Recently, arrow CUDA support has been improved:
- ARROW-1424 - add cuda support to pyarrow [MERGED]
- ARROW-3451 - support numba.cuda and pyarrow.cuda interoperability [MERGED]
- ARROW-3624 - support zero-sized device buffers and device-to-device copies [MERGED]
The above makes it possbile to use arrow CudaBuffer for managing device memory within cudf (former pygdf) so that one can still use numba.jit decorated functions in cudf.
In the following we describe how to switch between cuda backends (numba.cuda or pyarrow.cuda) within cudf.
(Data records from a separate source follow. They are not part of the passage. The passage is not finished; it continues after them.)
//! Debug publisher: pushes one message at a time to an AMQP topic.
//!
//! The transport is created and connected on the first send and then reused
//! for the lifetime of the publisher. Nothing is retried; every failure is
//! handed back to the caller as is.

use std::collections::BTreeMap;
use std::path::Path;
use std::sync::Arc;
use std::time::{Duration, Instant};

use tracing::{debug, error, info};
use uuid::Uuid;

use crate::config::{ConfigError, PublisherConfig};
use crate::encoder::{EncodeError, JsonMessageEncoder, Message, MessageEncoder};
use crate::messaging::{
    AmqpTransportFactory, Destination, ENCODER_HEADER, OutboundPackage, TRACE_HEADER, Transport,
    TransportError, TransportFactory,
};
use crate::metrics::{Metrics, STAGE_CONNECT, STAGE_ENCODE, STAGE_SEND};

#[derive(Debug, Clone, Default, PartialEq)]
pub struct SendOptions {
    pub trace_id: Option<String>,
    pub topic: Option<String>,
    pub routing_key: Option<String>,
    pub persistent: bool,
    pub mandatory: bool,
    pub expire_after: Option<Duration>,
}

impl SendOptions {
    pub fn new() -> Self {
        Self::default()
    }

    pub fn trace_id(mut self, trace_id: impl Into<String>) -> Self {
        self.trace_id = Some(trace_id.into());
        self
    }

    pub fn topic(mut self, topic: impl Into<String>) -> Self {
        self.topic = Some(topic.into());
        self
    }

    pub fn routing_key(mut self, routing_key: impl Into<String>) -> Self {
        self.routing_key = Some(routing_key.into());
        self
    }

    pub fn persistent(mut self, persistent: bool) -> Self {
        self.persistent = persistent;
        self
    }

    pub fn mandatory(mut self, mandatory: bool) -> Self {
        self.mandatory = mandatory;
        self
    }

    pub fn expire_after(mut self, expire_after: Duration) -> Self {
        self.expire_after = Some(expire_after);
        self
    }
}

/// What went out, for the caller to print or assert on.
#[derive(Debug, Clone, PartialEq, Eq)]
pub struct SendReceipt {
    pub message_id: String,
    pub trace_id: String,
    pub destination: Destination,
    pub payload_size: usize,
}

pub struct ToolsPublisher<E = JsonMessageEncoder, F = AmqpTransportFactory>
where
    F: TransportFactory,
{
    config: PublisherConfig,
    encoder: E,
    factory: F,
    transport: Option<F::Transport>,
    metrics: Arc<Metrics>,
}

impl ToolsPublisher<JsonMessageEncoder, AmqpTransportFactory> {
    /// JSON encoder over AMQP, configured from the given env file.
    pub fn from_env_file(path: impl AsRef<Path>) -> Result<Self, PublisherError> {
        let config = PublisherConfig::from_env_file(path)?;
        Self::with_components(config, JsonMessageEncoder, AmqpTransportFactory)
    }
}

impl<E, F> ToolsPublisher<E, F>
where
    E: MessageEncoder,
    F: TransportFactory,
{
    pub fn with_components(
        config: PublisherConfig,
        encoder: E,
        factory: F,
    ) -> Result<Self, PublisherError> {
        Ok(Self {
            config,
            encoder,
            factory,
            transport: None,
            metrics: Metrics::new()?,
        })
    }

    pub fn config(&self) -> &PublisherConfig {
        &self.config
    }

    pub fn metrics(&self) -> &Arc<Metrics> {
        &self.metrics
    }

    pub fn is_connected(&self) -> bool {
        self.transport.is_some()
    }

    pub async fn send_message<M: Message>(
        &mut self,
        message: &M,
        options: SendOptions,
    ) -> Result<SendReceipt, PublisherError> {
        let start = Instant::now();

        let destination = Destination::new(
            options
                .topic
                .unwrap_or_else(|| self.config.destination_topic.clone()),
            options
                .routing_key
                .unwrap_or_else(|| self.config.destination_routing_key.clone()),
        );

        let payload = self.encoder.encode(message).map_err(|e| {
            error!(error = %e, message_type = message.message_type(), "Failed to encode message");
            self.metrics.record_failure(STAGE_ENCODE);
            e
        })?;

        let trace_id = options
            .trace_id
            .unwrap_or_else(|| Uuid::new_v4().to_string());
        let message_id = Uuid::new_v4().to_string();

        let mut headers = BTreeMap::new();
        headers.insert(TRACE_HEADER.to_string(), trace_id.clone());
        headers.insert(ENCODER_HEADER.to_string(), self.encoder.name().to_string());

        let payload_size = payload.len();
        let package = OutboundPackage::new(payload, headers, destination.clone(), message_id.clone())
            .with_content_type(self.encoder.content_type())
            .with_persistent(options.persistent)
            .with_mandatory(options.mandatory)
            .with_expire_after(options.expire_after);

        self.ensure_connected().await?;
        let transport = self
            .transport
            .as_mut()
            .ok_or(TransportError::NotConnected)?;

        if let Err(e) = transport.send(package).await {
            error!(error = %e, message_id = %message_id, "Failed to send message");
            self.metrics.record_failure(STAGE_SEND);
            return Err(e.into());
        }

        self.metrics
            .messages_sent_total
            .with_label_values(&[destination.topic.as_str()])
            .inc();
        self.metrics
            .send_duration_seconds
            .observe(start.elapsed().as_secs_f64());

        info!(
            topic = %destination.topic,
            routing_key = %destination.routing_key,
            message_id = %message_id,
            trace_id = %trace_id,
            payload_size,
            "Message sent"
        );

        Ok(SendReceipt {
            message_id,
            trace_id,
            destination,
            payload_size,
        })
    }

    /// Only a fully connected transport is kept; a failed attempt leaves nothing behind.
    async fn ensure_connected(&mut self) -> Result<(), PublisherError> {
        if self.transport.is_some() {
            return Ok(());
        }

        let mut transport = self
            .factory
            .create(self.config.connection_dsn.as_deref())
            .map_err(|e| {
                error!(error = %e, "Failed to create transport");
                self.metrics.record_failure(STAGE_CONNECT);
                e
            })?;

        if let Err(e) = transport.connect().await {
            error!(error = %e, "Failed to connect transport");
            self.metrics.record_failure(STAGE_CONNECT);
            return Err(e.into());
        }

        self.metrics.connections_opened_total.inc();
        debug!("Transport connected");

        self.transport = Some(transport);
        Ok(())
    }

    pub async fn close(&mut self) -> Result<(), PublisherError> {
        if let Some(mut transport) = self.transport.take() {
            transport.disconnect().await?;
            info!("Publisher transport closed");
        }
        Ok(())
    }
}

/// Blocks the calling thread until each send is confirmed.
pub struct BlockingPublisher<E = JsonMessageEncoder, F = AmqpTransportFactory>
where
    F: TransportFactory,
{
    inner: ToolsPublisher<E, F>,
    runtime: tokio::runtime::Runtime,
}

impl BlockingPublisher<JsonMessageEncoder, AmqpTransportFactory> {
    pub fn from_env_file(path: impl AsRef<Path>) -> Result<Self, PublisherError> {
        Self::new(ToolsPublisher::from_env_file(path)?)
    }
}

impl<E, F> BlockingPublisher<E, F>
where
    E: MessageEncoder,
    F: TransportFactory,
{
    pub fn new(inner: ToolsPublisher<E, F>) -> Result<Self, PublisherError> {
        let runtime = tokio::runtime::Builder::new_current_thread()
            .enable_all()
            .build()
            .map_err(PublisherError::Runtime)?;

        Ok(Self { inner, runtime })
    }

    pub fn publisher(&self) -> &ToolsPublisher<E, F> {
        &self.inner
    }

    pub fn send_message<M: Message>(
        &mut self,
        message: &M,
        options: SendOptions,
    ) -> Result<SendReceipt, PublisherError> {
        self.runtime
            .block_on(self.inner.send_message(message, options))
    }

    pub fn close(&mut self) -> Result<(), PublisherError> {
        self.runtime.block_on(self.inner.close())
    }
}

#[derive(Debug, thiserror::Error)]
pub enum PublisherError {
    #[error(transparent)]
    Config(#[from] ConfigError),

    #[error(transparent)]
    Encode(#[from] EncodeError),

    #[error(transparent)]
    Transport(#[from] TransportError),

    #[error("Failed to initialise metrics: {0}")]
    Metrics(#[from] prometheus::Error),

    #[error("Failed to start runtime: {0}")]
    Runtime(std::io::Error),
}
pub mod channel;
pub mod connection;
pub mod package;
pub mod transport;

pub use channel::{ChannelError, ChannelProvider};
pub use connection::{AmqpConnectionConfiguration, ConnectionError, RabbitMqConnection};
pub use package::{Destination, OutboundPackage, ENCODER_HEADER, TRACE_HEADER};
pub use transport::{AmqpTransport, AmqpTransportFactory, Transport, TransportError, TransportFactory};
Since not all required features are available in arrow release yet (currently the latest arrow version is 0.11.1), we'll need to use arrow source from its repository.
conda create -n cudf-arrow python>=3.6 pytest cmake setuptools numpy cffi \
numba>=0.40 pandas cython -c conda-forge
conda activate cudf-arrow
git clone [email protected]:Quansight/pygdf.git
cd pygdf
git submodule update --init --recursive
git checkout cudf-arrow
export ARROW_GITHUB=https://github.com/apache/arrow
export PARQUET_ARROW_VERSION=master
# Adjust if needed:
#export LD_LIBRARY_PATH=/usr/local/cuda-9.2/lib64
export NUMBAPRO_LIBDEVICE=/usr/local/cuda-9.2/nvvm/libdevice
export NUMBAPRO_NVVM=/usr/local/cuda-9.2/nvvm/lib64/libnvvm.so
mkdir build-libgdf
cd build-libgdf
cmake -DCMAKE_INSTALL_PREFIX=$CONDA_PREFIX ../libgdf/
make -j4
make test
make pytest # expect test_arrow_availability to fail
It is expected that test_arrow_availability
will fail because pyarrow is not installed.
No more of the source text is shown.